Dies geschieht zu einem Zeitpunkt, an dem die Beziehungen zwischen Iran und der internationalen Gemeinschaft und auch die Beziehungen zwischen Iran und Deutschland auch anderen gravierenden Belastungen ausgesetzt sind. Sie alle wissen, wir sind angesichts der iranischen Nuklearaktivitäten beunruhigt und haben Iran wiederholt zu konstruktivem Verhalten aufgefordert. Mit dem vor wenigen Tagen bekannt gewordenen Bau einer weiteren, bisher geheim gehaltenen Anreicherungsanlage hat die Führung in Teheran unsere bestehenden Zweifel gegenüber dem iranischen Atomprogramm zuletzt noch einmal erheblich verstärkt – und dies nicht nur im Westen. Wir hoffen, dass die Gespräche der E3+3 mit Iran vom 1. Oktober nun den Auftakt zu einem intensiven Verhandlungsprozess bilden. Aber: Noch müssen den Worten Teherans auch Taten folgen.

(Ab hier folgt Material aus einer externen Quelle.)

fn decode_value(
    desc: &MessageDescriptor,
    field: &FieldDescriptor,
    buf: &mut &[u8],
    depth: u32,
) -> WireResult<Value> {
    match field.kind {
        FieldKind::Scalar(scalar) => decode_scalar(scalar, buf),
        FieldKind::Bytes => Ok(Value::Bytes(take_chunk(buf)?.to_vec())),
        FieldKind::Enum(_) => Ok(Value::Enum(varint(buf)? as i32)),
        FieldKind::Message(_) => {
            let chunk = take_chunk(buf)?;
            let nested_desc = desc
                .message_type(field)
                .ok_or_else(|| format!("field {} has no message type", field.name))?;
            let mut nested = DynamicMessage::new(nested_desc);
            merge(&mut nested, chunk, depth - 1)?;
            Ok(Value::Message(nested))
        }
    }
}

fn decode_scalar(scalar: ScalarType, buf: &mut &[u8]) -> WireResult<Value> {
    let value = match scalar {
        ScalarType::Int32 => Value::I32(varint(buf)? as i32),
        ScalarType::Int64 => Value::I64(varint(buf)? as i64),
        ScalarType::Uint32 => Value::U32(varint(buf)? as u32),
        ScalarType::Uint64 => Value::U64(varint(buf)?),
        ScalarType::Sint32 => {
            let n = varint(buf)? as u32;
            Value::I32(((n >> 1) as i32) ^ -((n & 1) as i32))
        }
        ScalarType::Sint64 => {
            let n = varint(buf)?;
            Value::I64(((n >> 1) as i64) ^ -((n & 1) as i64))
        }
        ScalarType::Bool => Value::Bool(varint(buf)? != 0),
        ScalarType::Fixed32 => {
            need(buf, 4)?;
            Value::U32(buf.get_u32_le())
        }
        ScalarType::Fixed64 => {
            need(buf, 8)?;
            Value::U64(buf.get_u64_le())
        }
        ScalarType::Sfixed32 => {
            need(buf, 4)?;
            Value::I32(buf.get_i32_le())
        }
        ScalarType::Sfixed64 => {
            need(buf, 8)?;
            Value::I64(buf.get_i64_le())
        }
        ScalarType::Float => {
            need(buf, 4)?;
            Value::F32(buf.get_f32_le())
        }
        ScalarType::Double => {
            need(buf, 8)?;
            Value::F64(buf.get_f64_le())
        }
        ScalarType::String => {
            let chunk = take_chunk(buf)?;
            Value::String(String::from_utf8(chunk.to_vec()).map_err(|e| e.to_string())?)
        }
    };
    Ok(value)
}

fn varint(buf: &mut &[u8]) -> WireResult<u64> {
    decode_varint(buf).map_err(|e| e.to_string())
}

fn need(buf: &[u8], len: usize) -> WireResult<()> {
    if buf.len() < len {
        Err("buffer underflow".to_string())
    } else {
        Ok(())
    }
}

/// Split off a length-delimited payload
fn take_chunk<'a>(buf: &mut &'a [u8]) -> WireResult<&'a [u8]> {
    let len = varint(buf)? as usize;
    need(buf, len)?;
    let slice: &'a [u8] = buf;
    let (chunk, rest) = slice.split_at(len);
    *buf = rest;
    Ok(chunk)
}

fn skip_field(wire: WireType, number: u32, buf: &mut &[u8]) -> WireResult<()> {
    match wire {
        WireType::Varint => {
            varint(buf)?;
        }
        WireType::SixtyFourBit => {
            need(buf, 8)?;
            buf.advance(8);
        }
        WireType::ThirtyTwoBit => {
            need(buf, 4)?;
            buf.advance(4);
        }
        WireType::LengthDelimited => {
            take_chunk(buf)?;
        }
        WireType::StartGroup => loop {
            if !buf.has_remaining() {
                return Err(format!("unterminated group {}", number));
            }
            let (inner, inner_wire) = decode_key(buf).map_err(|e| e.to_string())?;
            if inner_wire == WireType::EndGroup {
                if inner != number {
                    return Err(format!("mismatched end of group {}", number));
                }
                break;
            }
            skip_field(inner_wire, inner, buf)?;
        },
        WireType::EndGroup => return Err(format!("unexpected end of group {}", number)),
    }
    Ok(())
}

Ein weiterer, insbesondere für uns Deutsche schwer wiegender Grund für die zunehmenden Belastungen unserer Beziehungen sind wiederholte Äußerungen des iranischen Staatspräsidenten zum Holocaust und zur Existenz Israels, zuletzt vor der UN-Generalversammlung vor wenigen Tagen, die ich hier nicht wiedergeben möchte, die uns aber – gerade in Nürnberg - an die dunkelsten Kapitel unserer eigenen Geschichte erinnern.

Zu all diesen Themen müssen wir, auch wenn es uns die IRN Führung nicht leicht macht, immer wieder und unermüdlich den Dialog mit Iran suchen. Wir werden aber – wie auch in der Vergangenheit – diesem Dialog mit Iran die anderen wichtigen Fragen in unserem Verhältnis – einschließlich der universalen Menschenrechte – nicht unterordnen.

Die Verleihung des Internationalen Menschenrechtspreises an Abdolfattah Soltani ist Anerkennung für sein langjähriges Wirken für die Opfer von staatlicher Repression und Willkür und Ausdruck der großen Wertschätzung seiner Arbeit und seiner Courage. Sie ist aber auch ein Zeichen der Ermutigung für all diejenigen im Iran, die unter der derzeitigen Situation leiden und die sich für eine Verbesserung der Lage der Menschen- und Bürgerrechte dort einsetzen.

Ich danke der internationalen Jury für die Wahl von Herrn Soltani. Ich danke aber auch insbesondere der Stadt Nürnberg, die sich nicht nur an einem Sonntag wie diesem, sondern über das ganze Jahr hinweg für die Menschenrechte einsetzt.

Vielen Dank für Ihre Aufmerksamkeit!